Michigan is one of 20 states that allow “philosophical” vaccination waivers and it has the fourth-highest waiver rate in the country. Last year, the state legislature decided to do something about that.

Parents will still be able to get the waivers but first they’ll have to hear some vaccine science from a public health nurse.

Wendy Trute is Health Officer for the Grand Traverse County Health Department. She’s helping put the new Michigan law into effect.

“The sessions are really not to force anyone to vaccinate but it’s to inform them on the benefits and the risks of getting the diseases if they choose not to vaccinate, and to make sure that they have valid scientific resources and they can answer all the questions they have,” said Trute.

A 'one-sided' conversation

Don Piche is a chiropractor in Traverse City who is adamantly opposed to mandatory vaccination.  He thinks the conversations are likely to be “one-sided.”

“I wonder if they’re going to do the same thing with people who smoke?” asked Piche. “You’re 18 years old and you can buy cigarettes but first you’re going to sit down with a health nurse and … have a conversation about the effects of smoking.”

Much of the response to the resurgence of diseases like measles and whooping cough is just “hysteria,” said Piche. He thinks the government is overreacting to a relatively small problem with a “police state” action.

“To be quite honest with you, I’d sort of like to sit down with one of those people and say, ‘Wait a minute here. Let’s just talk face-to-face. Let’s not just get the propaganda and the state story. Have you looked at the data, other than just the talking points that you’re being told to tell me?’” said Piche.

'We were disappointed'

There’s research out there that shows it may impossible to change the minds of folks like Don Piche.

In 2011, a group of scientists tested more than 1,700 American parents, some of whom were opposed to vaccines and some who weren’t. They tried a variety of different messages on the parents to try to convince them that the MMR – or Measles, Mumps and Rubella – vaccine is safe and effective.

They gave them scientific facts and they even showed them pictures of children suffering from measles, mumps and rubella.

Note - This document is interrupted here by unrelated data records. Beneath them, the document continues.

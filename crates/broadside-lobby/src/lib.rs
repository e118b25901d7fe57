//! Matchmaking for Broadside.
//!
//! Every connection that has sent its JOIN goes through [`Lobby::admit`],
//! which decides where it belongs:
//!
//! 1. **Rejoin**: the name has a live entry in the reconnection registry,
//!    so the player goes back to their seat.
//! 2. **Spectate**: a match is running and has spectator room.
//! 3. **Queue**: otherwise the connection waits. When a second one
//!    arrives the two are paired into a new [`Session`].
//!
//! The lobby is generic over the connection type `T` it holds while a
//! player waits, so it can be tested without sockets. `T` reports through
//! [`Waiter`] whether its peer is still there; departed waiters are never
//! paired and do not hold on to their name.
//!
//! # Concurrency note
//!
//! `Lobby` is not thread-safe by itself. The server keeps it behind a
//! `tokio::sync::Mutex`, next to the registry.

use std::collections::VecDeque;
use std::sync::Arc;

use broadside_session::{ReconnectEntry, ReconnectRegistry, Session, SessionConfig};
use tracing::info;

mod error;

pub use error::LobbyError;

/// A connection the lobby can hold while it waits for an opponent.
pub trait Waiter {
    /// Returns `true` once the peer has gone and the connection can no
    /// longer be seated.
    fn is_gone(&self) -> bool;
}

/// A connection waiting for an opponent.
#[derive(Debug)]
pub struct Waiting<T> {
    pub name: String,
    pub conn: T,
}

/// Where [`Lobby::admit`] sent a connection.
#[derive(Debug)]
pub enum Admission<T> {
    /// Back to a seat the player dropped out of.
    Rejoin { conn: T, entry: ReconnectEntry },
    /// Watching a running match.
    Spectate { conn: T, session: Arc<Session> },
    /// Held by the lobby until an opponent arrives. `position` counts
    /// from 1.
    Queued { position: usize },
    /// Two waiting connections now share a new session. `players[0]` takes
    /// the first seat.
    Paired {
        session: Arc<Session>,
        players: [Waiting<T>; 2],
    },
}

/// The waiting queue and the list of running matches.
#[derive(Debug)]
pub struct Lobby<T> {
    config: SessionConfig,
    waiting: VecDeque<Waiting<T>>,
    sessions: Vec<Arc<Session>>,
}

impl<T> Lobby<T> {
    /// Creates an empty lobby. New sessions get `config`.
    pub fn new(config: SessionConfig) -> Self {
        Self {
            config,
            waiting: VecDeque::new(),
            sessions: Vec::new(),
        }
    }

    /// Takes `name` out of the waiting queue.
    ///
    /// Returns `None` when `name` is not waiting, which includes a waiter
    /// that has already been paired.
    pub fn withdraw(&mut self, name: &str) -> Option<T> {
        let index = self.waiting.iter().position(|w| w.name == name)?;
        let waiting = self.waiting.remove(index)?;
        info!(name, waiting = self.waiting.len(), "left the queue");
        Some(waiting.conn)
    }

    fn is_name_in_use(&self, name: &str) -> bool {
        self.waiting.iter().any(|w| w.name == name)
            || self.sessions.iter().any(|s| s.seat_of(name).is_some())
    }

    /// Forgets terminated sessions. Returns how many were dropped.
    pub fn prune(&mut self) -> usize {
        let before = self.sessions.len();
        self.sessions.retain(|session| session.phase().is_live());
        before - self.sessions.len()
    }

    /// Running matches, oldest first.
    pub fn sessions(&self) -> &[Arc<Session>] {
        &self.sessions
    }

    /// Connections waiting for an opponent.
    pub fn waiting_len(&self) -> usize {
        self.waiting.len()
    }
}

impl<T: Waiter> Lobby<T> {
    /// Routes a newly joined connection.
    ///
    /// Expired reconnection entries are settled first (their seats are
    /// abandoned), terminated sessions and departed waiters are dropped, so
    /// a name whose window has closed is admitted as a new player.
    ///
    /// # Errors
    /// [`LobbyError::NameTaken`] if `name` is already waiting or seated in a
    /// running match and has no reconnection entry.
    pub async fn admit(
        &mut self,
        name: &str,
        conn: T,
        registry: &mut ReconnectRegistry,
    ) -> Result<Admission<T>, LobbyError> {
        for (_, entry) in registry.expire_stale() {
            entry.session.abandon(entry.seat).await;
        }
        self.prune();
        self.drop_departed();

        if let Some(entry) = registry.take(name) {
            if entry.session.phase().is_live() {
                info!(name, session_id = %entry.session.id(), seat = %entry.seat, "rejoining");
                return Ok(Admission::Rejoin { conn, entry });
            }
        }

        if self.is_name_in_use(name) {
            return Err(LobbyError::NameTaken(name.to_string()));
        }

        for session in &self.sessions {
            if session.has_spectator_capacity().await {
                info!(name, session_id = %session.id(), "joining as spectator");
                return Ok(Admission::Spectate {
                    conn,
                    session: Arc::clone(session),
                });
            }
        }

        self.waiting.push_back(Waiting {
            name: name.to_string(),
            conn,
        });
        match self.pair() {
            Some(paired) => Ok(paired),
            None => {
                info!(name, waiting = self.waiting.len(), "queued for a match");
                Ok(Admission::Queued {
                    position: self.waiting.len(),
                })
            }
        }
    }

    /// Pairs the two longest-waiting connections, if there are two.
    fn pair(&mut self) -> Option<Admission<T>> {
        self.drop_departed();
        if self.waiting.len() < 2 {
            return None;
        }
        let first = self.waiting.pop_front()?;
        let second = self.waiting.pop_front()?;

        let session = Session::new(
            self.config.clone(),
            [first.name.clone(), second.name.clone()],
        );
        info!(
            session_id = %session.id(),
            first = %first.name,
            second = %second.name,
            "players paired"
        );
        self.sessions.push(Arc::clone(&session));
        Some(Admission::Paired {
            session,
            players: [first, second],
        })
    }

    /// Forgets waiters whose peer has gone.
    fn drop_departed(&mut self) {
        self.waiting.retain(|w| {
            let gone = w.conn.is_gone();
            if gone {
                info!(name = %w.name, "dropping departed waiter");
            }
            !gone
        });
    }
}

#[cfg(test)]
mod tests {
    use super::*;

    impl Waiter for u32 {
        fn is_gone(&self) -> bool {
            *self == 0
        }
    }

    #[tokio::test]
    async fn test_admit_first_connection_is_queued() {
        let mut lobby = Lobby::new(SessionConfig::default());
        let mut registry = ReconnectRegistry::default();

        let admission = lobby.admit("Alice", 1u32, &mut registry).await.unwrap();

        assert!(matches!(admission, Admission::Queued { position: 1 }));
        assert_eq!(lobby.waiting_len(), 1);
    }

    #[tokio::test]
    async fn test_admit_duplicate_waiting_name_rejected() {
        let mut lobby = Lobby::new(SessionConfig::default());
        let mut registry = ReconnectRegistry::default();
        lobby.admit("Alice", 1u32, &mut registry).await.unwrap();

        let err = lobby.admit("Alice", 2, &mut registry).await.unwrap_err();
        assert_eq!(err, LobbyError::NameTaken("Alice".into()));
    }

    #[tokio::test]
    async fn test_withdraw_frees_name() {
        let mut lobby = Lobby::new(SessionConfig::default());
        let mut registry = ReconnectRegistry::default();
        lobby.admit("Alice", 1u32, &mut registry).await.unwrap();

        assert_eq!(lobby.withdraw("Alice"), Some(1));
        assert_eq!(lobby.withdraw("Alice"), None);
        assert_eq!(lobby.waiting_len(), 0);
    }

    #[tokio::test]
    async fn test_admit_departed_waiter_is_not_paired() {
        let mut lobby = Lobby::new(SessionConfig::default());
        let mut registry = ReconnectRegistry::default();
        lobby.admit("Alice", 0u32, &mut registry).await.unwrap();

        let admission = lobby.admit("Bob", 2, &mut registry).await.unwrap();
        assert!(matches!(admission, Admission::Queued { position: 1 }));
    }

    #[test]
    fn test_prune_on_empty_lobby() {
        let mut lobby: Lobby<u32> = Lobby::new(SessionConfig::default());
        assert_eq!(lobby.prune(), 0);
        assert!(lobby.sessions().is_empty());
    }
}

“We were disappointed to find out that none of the messages about the dangers of the diseases prevented by the MMR vaccine made people more likely to vaccinate,” said Dr. Brendan Nyhan, one of the co-authors of the study.

Nyhan said some of the messaging used in the study even appeared to backfire. Among people who held strong anti-vaccination feelings going into the study, the messaging actually reinforced their beliefs.

“We were definitely surprised and disappointed by this finding,” he said.

Defending your viewpont

Nyhan said that when you have your beliefs on a controversial issue challenged, human nature is to dig in and defend yourself.

“And in the process of defending that point of view, they can end up convincing themselves even more strongly of that belief than if they had never been corrected in the first place,” he said.

Trute said there are always going to be people you are not going to be able to convince.

“We’re not going to sit in a session with someone for two hours, trying to convince them. We’re going to be professional about it and we’re going to try not to put them on the defensive,” she said.

Trute says the county health department has only done a handful of the sessions since the new law went into effect January 1st. So far, no one has been convinced to change their mind about vaccines.